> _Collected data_
//! Service configuration.

use tindung_core::DEFAULT_MAX_PERIODS;

/// Service configuration loaded from environment variables.
#[derive(Debug, Clone)]
pub struct ServiceConfig {
    /// Address to listen on (default: "0.0.0.0:8080").
    pub listen_addr: String,

    /// Path to `RocksDB` data directory (default: "./data/tindung").
    pub data_dir: String,

    /// CORS allowed origins.
    pub cors_origins: Vec<String>,

    /// Maximum request body size in bytes.
    pub max_body_bytes: usize,

    /// Request timeout in seconds.
    pub request_timeout_seconds: u64,

    /// Page size when a list request omits `limit`.
    pub default_page_limit: usize,

    /// Upper bound applied to any requested `limit`.
    pub max_page_limit: usize,

    /// Most periods one schedule run may write.
    pub max_schedule_periods: usize,
}

impl ServiceConfig {
    /// Load configuration from environment variables.
    #[must_use]
    pub fn from_env() -> Self {
        let defaults = Self::default();

        Self {
            listen_addr: std::env::var("LISTEN_ADDR").unwrap_or(defaults.listen_addr),
            data_dir: std::env::var("DATA_DIR").unwrap_or(defaults.data_dir),
            cors_origins: std::env::var("CORS_ORIGINS").map_or(defaults.cors_origins, |s| {
                s.split(',').map(|s| s.trim().to_string()).collect()
            }),
            max_body_bytes: env_parse("MAX_BODY_BYTES").unwrap_or(defaults.max_body_bytes),
            request_timeout_seconds: env_parse("REQUEST_TIMEOUT_SECONDS")
                .unwrap_or(defaults.request_timeout_seconds),
            default_page_limit: env_parse("DEFAULT_PAGE_LIMIT")
                .unwrap_or(defaults.default_page_limit),
            max_page_limit: env_parse("MAX_PAGE_LIMIT").unwrap_or(defaults.max_page_limit),
            max_schedule_periods: env_parse("MAX_SCHEDULE_PERIODS")
                .unwrap_or(defaults.max_schedule_periods),
        }
    }

    /// Resolve a requested page size against the configured default and cap.
    #[must_use]
    pub fn page_limit(&self, requested: Option<usize>) -> usize {
        requested
            .unwrap_or(self.default_page_limit)
            .min(self.max_page_limit)
    }
}

fn env_parse<T: std::str::FromStr>(key: &str) -> Option<T> {
    let raw = std::env::var(key).ok()?;
    match raw.parse() {
        Ok(value) => Some(value),
        Err(_) => {
            tracing::warn!(key, value = %raw, "Ignoring unparsable configuration value");
            None
        }
    }
}

impl Default for ServiceConfig {
    fn default() -> Self {
        Self {
            listen_addr: "0.0.0.0:8080".into(),
            data_dir: "./data/tindung".into(),
            cors_origins: vec!["*".into()],
            max_body_bytes: 1024 * 1024, // 1MB
            request_timeout_seconds: 30,
            default_page_limit: 100,
            max_page_limit: 1000,
            max_schedule_periods: DEFAULT_MAX_PERIODS,
        }
    }
}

> _THE TASK_
Looking at the entries above, count the lines that contain "variables" and answer with only the number.

> _ANSWER BOX_
2